Data under study Block Start
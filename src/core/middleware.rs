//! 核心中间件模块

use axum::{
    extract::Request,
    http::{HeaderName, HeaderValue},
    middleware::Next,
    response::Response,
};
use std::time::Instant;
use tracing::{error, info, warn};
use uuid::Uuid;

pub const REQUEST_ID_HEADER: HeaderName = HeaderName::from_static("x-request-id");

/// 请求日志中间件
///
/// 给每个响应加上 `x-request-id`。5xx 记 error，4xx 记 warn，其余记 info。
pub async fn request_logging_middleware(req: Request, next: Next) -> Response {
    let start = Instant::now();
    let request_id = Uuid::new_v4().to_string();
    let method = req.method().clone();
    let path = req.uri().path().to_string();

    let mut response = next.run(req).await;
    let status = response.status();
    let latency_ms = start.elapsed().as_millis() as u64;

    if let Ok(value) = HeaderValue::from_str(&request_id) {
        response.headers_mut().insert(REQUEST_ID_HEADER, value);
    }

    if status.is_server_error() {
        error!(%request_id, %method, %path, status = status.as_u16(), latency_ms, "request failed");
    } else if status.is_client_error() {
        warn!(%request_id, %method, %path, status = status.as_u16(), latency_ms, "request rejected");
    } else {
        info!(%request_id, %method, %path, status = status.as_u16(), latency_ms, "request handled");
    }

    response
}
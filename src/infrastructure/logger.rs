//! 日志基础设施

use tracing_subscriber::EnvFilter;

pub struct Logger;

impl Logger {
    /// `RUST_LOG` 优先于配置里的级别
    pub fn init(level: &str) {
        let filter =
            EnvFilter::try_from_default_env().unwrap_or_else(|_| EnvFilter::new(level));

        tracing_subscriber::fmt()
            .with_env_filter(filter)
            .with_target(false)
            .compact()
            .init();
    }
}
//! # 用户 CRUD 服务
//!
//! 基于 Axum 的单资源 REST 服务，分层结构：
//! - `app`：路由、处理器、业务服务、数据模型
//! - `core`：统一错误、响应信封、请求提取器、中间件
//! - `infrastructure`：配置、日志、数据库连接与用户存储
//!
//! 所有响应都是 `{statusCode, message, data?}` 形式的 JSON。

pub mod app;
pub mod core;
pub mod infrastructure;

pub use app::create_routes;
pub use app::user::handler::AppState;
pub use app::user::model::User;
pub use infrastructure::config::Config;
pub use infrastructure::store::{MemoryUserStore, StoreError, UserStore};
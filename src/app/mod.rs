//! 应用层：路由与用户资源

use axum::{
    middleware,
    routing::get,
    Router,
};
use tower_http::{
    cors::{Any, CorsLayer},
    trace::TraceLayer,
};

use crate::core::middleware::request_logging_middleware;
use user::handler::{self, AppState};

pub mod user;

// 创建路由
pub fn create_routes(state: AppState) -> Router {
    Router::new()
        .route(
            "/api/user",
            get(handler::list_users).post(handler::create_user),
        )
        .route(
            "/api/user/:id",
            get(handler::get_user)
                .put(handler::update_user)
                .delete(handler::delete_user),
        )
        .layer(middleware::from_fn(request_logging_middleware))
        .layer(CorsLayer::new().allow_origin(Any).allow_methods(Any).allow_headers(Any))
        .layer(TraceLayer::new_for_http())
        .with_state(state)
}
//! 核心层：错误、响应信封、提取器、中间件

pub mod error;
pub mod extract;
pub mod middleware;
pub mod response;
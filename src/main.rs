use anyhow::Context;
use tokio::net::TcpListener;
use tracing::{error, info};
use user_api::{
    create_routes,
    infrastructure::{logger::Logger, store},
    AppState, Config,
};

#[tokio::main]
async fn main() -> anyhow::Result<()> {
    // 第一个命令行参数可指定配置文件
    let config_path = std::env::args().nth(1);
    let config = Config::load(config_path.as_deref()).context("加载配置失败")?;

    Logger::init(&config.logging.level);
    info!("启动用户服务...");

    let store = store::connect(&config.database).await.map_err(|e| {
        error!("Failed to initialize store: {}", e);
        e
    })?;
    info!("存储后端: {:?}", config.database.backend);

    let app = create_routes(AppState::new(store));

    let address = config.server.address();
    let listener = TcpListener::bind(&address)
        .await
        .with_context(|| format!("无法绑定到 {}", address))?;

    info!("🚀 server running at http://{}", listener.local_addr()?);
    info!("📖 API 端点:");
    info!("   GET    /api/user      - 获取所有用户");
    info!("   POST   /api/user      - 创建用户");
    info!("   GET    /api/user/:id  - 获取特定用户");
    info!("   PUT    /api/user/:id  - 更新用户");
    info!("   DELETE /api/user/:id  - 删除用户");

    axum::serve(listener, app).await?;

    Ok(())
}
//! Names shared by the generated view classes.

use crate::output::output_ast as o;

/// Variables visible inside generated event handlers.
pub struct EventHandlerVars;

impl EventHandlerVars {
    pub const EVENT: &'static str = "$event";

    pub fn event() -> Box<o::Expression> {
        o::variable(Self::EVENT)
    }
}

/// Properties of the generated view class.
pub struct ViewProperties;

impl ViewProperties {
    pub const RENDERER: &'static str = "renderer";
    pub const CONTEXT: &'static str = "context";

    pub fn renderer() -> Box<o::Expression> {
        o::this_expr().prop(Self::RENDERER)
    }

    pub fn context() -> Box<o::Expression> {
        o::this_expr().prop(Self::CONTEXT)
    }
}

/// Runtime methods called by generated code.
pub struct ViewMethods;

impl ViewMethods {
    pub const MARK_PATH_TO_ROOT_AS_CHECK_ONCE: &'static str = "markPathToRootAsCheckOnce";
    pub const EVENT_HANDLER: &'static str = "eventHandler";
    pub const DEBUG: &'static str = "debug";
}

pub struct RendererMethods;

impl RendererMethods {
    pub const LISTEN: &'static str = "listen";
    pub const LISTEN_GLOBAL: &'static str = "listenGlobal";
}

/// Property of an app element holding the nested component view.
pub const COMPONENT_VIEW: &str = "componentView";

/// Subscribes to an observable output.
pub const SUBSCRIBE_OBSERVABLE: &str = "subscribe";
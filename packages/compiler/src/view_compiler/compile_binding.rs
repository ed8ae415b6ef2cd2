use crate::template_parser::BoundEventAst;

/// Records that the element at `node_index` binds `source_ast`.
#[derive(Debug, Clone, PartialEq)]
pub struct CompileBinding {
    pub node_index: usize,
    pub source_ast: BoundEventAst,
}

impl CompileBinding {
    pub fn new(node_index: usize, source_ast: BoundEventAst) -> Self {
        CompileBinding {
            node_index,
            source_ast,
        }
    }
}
Data under study Block End
Reproduce each line of the records in which the word "output" appears.

== Answer section ==
use crate::output::output_ast as o;
/// Subscribes to an observable output.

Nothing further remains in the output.